Exercise aim: When you write the records again, keep every line exactly as it was.

---- Data excerpts

use indexmap::IndexMap;
use serde_json::Value;

use crate::{
    dal::model::json_kind,
    error::{Result, SecretsCacheError},
};

/// What to resolve in one `secret` call.
#[derive(Clone, Debug, PartialEq, Eq)]
pub enum SecretRequest {
    /// One secret identifier.
    Scalar(String),
    /// Local names mapped to secret identifiers, resolved into a mapping with
    /// the same names in the same order.
    Keyed(IndexMap<String, String>),
    /// An ordered sequence of scalar or keyed members.
    Composite(Vec<SecretMember>),
}

/// A member of a [`SecretRequest::Composite`].
#[derive(Clone, Debug, PartialEq, Eq)]
pub enum SecretMember {
    Scalar(String),
    Keyed(IndexMap<String, String>),
}

impl SecretRequest {
    pub fn scalar(secret_id: impl Into<String>) -> Self {
        Self::Scalar(secret_id.into())
    }

    pub fn keyed<I, K, V>(entries: I) -> Self
    where
        I: IntoIterator<Item = (K, V)>,
        K: Into<String>,
        V: Into<String>,
    {
        Self::Keyed(keyed_map(entries))
    }

    pub fn composite<I, M>(members: I) -> Self
    where
        I: IntoIterator<Item = M>,
        M: Into<SecretMember>,
    {
        Self::Composite(members.into_iter().map(Into::into).collect())
    }

    /// Infers a request from its JSON description: a string is a scalar, an
    /// object of strings is keyed, an array of those is composite.
    pub fn from_json(value: &Value) -> Result<Self> {
        match value {
            Value::String(id) => Ok(Self::Scalar(id.clone())),
            Value::Object(_) => Ok(Self::Keyed(keyed_from_json(value)?)),
            Value::Array(items) => items
                .iter()
                .map(SecretMember::from_json)
                .collect::<Result<Vec<_>>>()
                .map(Self::Composite),
            other => Err(SecretsCacheError::InvalidRequest(format!(
                "expected a string, object or array, got {}",
                json_kind(other)
            ))),
        }
    }

    /// Every identifier the request names, in request order, repeats included.
    pub fn secret_ids(&self) -> Vec<&str> {
        match self {
            Self::Scalar(id) => vec![id.as_str()],
            Self::Keyed(entries) => entries.values().map(String::as_str).collect(),
            Self::Composite(members) => members.iter().flat_map(SecretMember::secret_ids).collect(),
        }
    }
}

impl SecretMember {
    pub fn from_json(value: &Value) -> Result<Self> {
        match value {
            Value::String(id) => Ok(Self::Scalar(id.clone())),
            Value::Object(_) => Ok(Self::Keyed(keyed_from_json(value)?)),
            other => Err(SecretsCacheError::InvalidRequest(format!(
                "sequence members must be a string or object, got {}",
                json_kind(other)
            ))),
        }
    }

    pub fn secret_ids(&self) -> Vec<&str> {
        match self {
            Self::Scalar(id) => vec![id.as_str()],
            Self::Keyed(entries) => entries.values().map(String::as_str).collect(),
        }
    }
}

impl TryFrom<Value> for SecretRequest {
    type Error = SecretsCacheError;

    fn try_from(value: Value) -> Result<Self> {
        Self::from_json(&value)
    }
}

impl From<&str> for SecretRequest {
    fn from(secret_id: &str) -> Self {
        Self::Scalar(secret_id.to_string())
    }
}

impl From<String> for SecretRequest {
    fn from(secret_id: String) -> Self {
        Self::Scalar(secret_id)
    }
}

impl From<IndexMap<String, String>> for SecretRequest {
    fn from(entries: IndexMap<String, String>) -> Self {
        Self::Keyed(entries)
    }
}

impl From<Vec<SecretMember>> for SecretRequest {
    fn from(members: Vec<SecretMember>) -> Self {
        Self::Composite(members)
    }
}

impl From<SecretMember> for SecretRequest {
    fn from(member: SecretMember) -> Self {
        match member {
            SecretMember::Scalar(id) => Self::Scalar(id),
            SecretMember::Keyed(entries) => Self::Keyed(entries),
        }
    }
}

impl From<&str> for SecretMember {
    fn from(secret_id: &str) -> Self {
        Self::Scalar(secret_id.to_string())
    }
}

impl From<String> for SecretMember {
    fn from(secret_id: String) -> Self {
        Self::Scalar(secret_id)
    }
}

impl From<IndexMap<String, String>> for SecretMember {
    fn from(entries: IndexMap<String, String>) -> Self {
        Self::Keyed(entries)
    }
}

impl SecretMember {
    pub fn keyed<I, K, V>(entries: I) -> Self
    where
        I: IntoIterator<Item = (K, V)>,
        K: Into<String>,
        V: Into<String>,
    {
        Self::Keyed(keyed_map(entries))
    }
}

fn keyed_map<I, K, V>(entries: I) -> IndexMap<String, String>
where
    I: IntoIterator<Item = (K, V)>,
    K: Into<String>,
    V: Into<String>,
{
    entries
        .into_iter()
        .map(|(name, id)| (name.into(), id.into()))
        .collect()
}

fn keyed_from_json(value: &Value) -> Result<IndexMap<String, String>> {
    let object = value
        .as_object()
        .ok_or_else(|| SecretsCacheError::InvalidRequest("expected an object".to_string()))?;

    object
        .iter()
        .map(|(name, id)| match id {
            Value::String(id) => Ok((name.clone(), id.clone())),
            other => Err(SecretsCacheError::InvalidRequest(format!(
                "'{name}' must map to a secret id string, got {}",
                json_kind(other)
            ))),
        })
        .collect()
}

--------

Response:
use indexmap::IndexMap;
use serde_json::Value;

use crate::{
    dal::model::json_kind,
    error::{Result, SecretsCacheError},
};

/// What to resolve in one `secret` call.
#[derive(Clone, Debug, PartialEq, Eq)]
pub enum SecretRequest {
    /// One secret identifier.
    Scalar(String),
    /// Local names mapped to secret identifiers, resolved into a mapping with
    /// the same names in the same order.
    Keyed(IndexMap<String, String>),
    /// An ordered sequence of scalar or keyed members.
    Composite(Vec<SecretMember>),
}

/// A member of a [`SecretRequest::Composite`].
#[derive(Clone, Debug, PartialEq, Eq)]
pub enum SecretMember {
    Scalar(String),
    Keyed(IndexMap<String, String>),
}

impl SecretRequest {
    pub fn scalar(secret_id: impl Into<String>) -> Self {
        Self::Scalar(secret_id.into())
    }

    pub fn keyed<I, K, V>(entries: I) -> Self
    where
        I: IntoIterator<Item = (K, V)>,
        K: Into<String>,
        V: Into<String>,
    {
        Self::Keyed(keyed_map(entries))
    }

    pub fn composite<I, M>(members: I) -> Self
    where
        I: IntoIterator<Item = M>,
        M: Into<SecretMember>,
    {
        Self::Composite(members.into_iter().map(Into::into).collect())
    }

    /// Infers a request from its JSON description: a string is a scalar, an
    /// object of strings is keyed, an array of those is composite.
    pub fn from_json(value: &Value) -> Result<Self> {
        match value {
            Value::String(id) => Ok(Self::Scalar(id.clone())),
            Value::Object(_) => Ok(Self::Keyed(keyed_from_json(value)?)),
            Value::Array(items) => items
                .iter()
                .map(SecretMember::from_json)
                .collect::<Result<Vec<_>>>()
                .map(Self::Composite),
            other => Err(SecretsCacheError::InvalidRequest(format!(
                "expected a string, object or array, got {}",
                json_kind(other)
            ))),
        }
    }

    /// Every identifier the request names, in request order, repeats included.
    pub fn secret_ids(&self) -> Vec<&str> {
        match self {
            Self::Scalar(id) => vec![id.as_str()],
            Self::Keyed(entries) => entries.values().map(String::as_str).collect(),
            Self::Composite(members) => members.iter().flat_map(SecretMember::secret_ids).collect(),
        }
    }
}

impl SecretMember {
    pub fn from_json(value: &Value) -> Result<Self> {
        match value {
            Value::String(id) => Ok(Self::Scalar(id.clone())),
            Value::Object(_) => Ok(Self::Keyed(keyed_from_json(value)?)),
            other => Err(SecretsCacheError::InvalidRequest(format!(
                "sequence members must be a string or object, got {}",
                json_kind(other)
            ))),
        }
    }

    pub fn secret_ids(&self) -> Vec<&str> {
        match self {
            Self::Scalar(id) => vec![id.as_str()],
            Self::Keyed(entries) => entries.values().map(String::as_str).collect(),
        }
    }
}

impl TryFrom<Value> for SecretRequest {
    type Error = SecretsCacheError;

    fn try_from(value: Value) -> Result<Self> {
        Self::from_json(&value)
    }
}

impl From<&str> for SecretRequest {
    fn from(secret_id: &str) -> Self {
        Self::Scalar(secret_id.to_string())
    }
}

impl From<String> for SecretRequest {
    fn from(secret_id: String) -> Self {
        Self::Scalar(secret_id)
    }
}

impl From<IndexMap<String, String>> for SecretRequest {
    fn from(entries: IndexMap<String, String>) -> Self {
        Self::Keyed(entries)
    }
}

impl From<Vec<SecretMember>> for SecretRequest {
    fn from(members: Vec<SecretMember>) -> Self {
        Self::Composite(members)
    }
}

impl From<SecretMember> for SecretRequest {
    fn from(member: SecretMember) -> Self {
        match member {
            SecretMember::Scalar(id) => Self::Scalar(id),
            SecretMember::Keyed(entries) => Self::Keyed(entries),
        }
    }
}

impl From<&str> for SecretMember {
    fn from(secret_id: &str) -> Self {
        Self::Scalar(secret_id.to_string())
    }
}

impl From<String> for SecretMember {
    fn from(secret_id: String) -> Self {
        Self::Scalar(secret_id)
    }
}

impl From<IndexMap<String, String>> for SecretMember {
    fn from(entries: IndexMap<String, String>) -> Self {
        Self::Keyed(entries)
    }
}

impl SecretMember {
    pub fn keyed<I, K, V>(entries: I) -> Self
    where
        I: IntoIterator<Item = (K, V)>,
        K: Into<String>,
        V: Into<String>,
    {
        Self::Keyed(keyed_map(entries))
    }
}

fn keyed_map<I, K, V>(entries: I) -> IndexMap<String, String>
where
    I: IntoIterator<Item = (K, V)>,
    K: Into<String>,
    V: Into<String>,
{
    entries
        .into_iter()
        .map(|(name, id)| (name.into(), id.into()))
        .collect()
}

fn keyed_from_json(value: &Value) -> Result<IndexMap<String, String>> {
    let object = value
        .as_object()
        .ok_or_else(|| SecretsCacheError::InvalidRequest("expected an object".to_string()))?;

    object
        .iter()
        .map(|(name, id)| match id {
            Value::String(id) => Ok((name.clone(), id.clone())),
            other => Err(SecretsCacheError::InvalidRequest(format!(
                "'{name}' must map to a secret id string, got {}",
                json_kind(other)
            ))),
        })
        .collect()
}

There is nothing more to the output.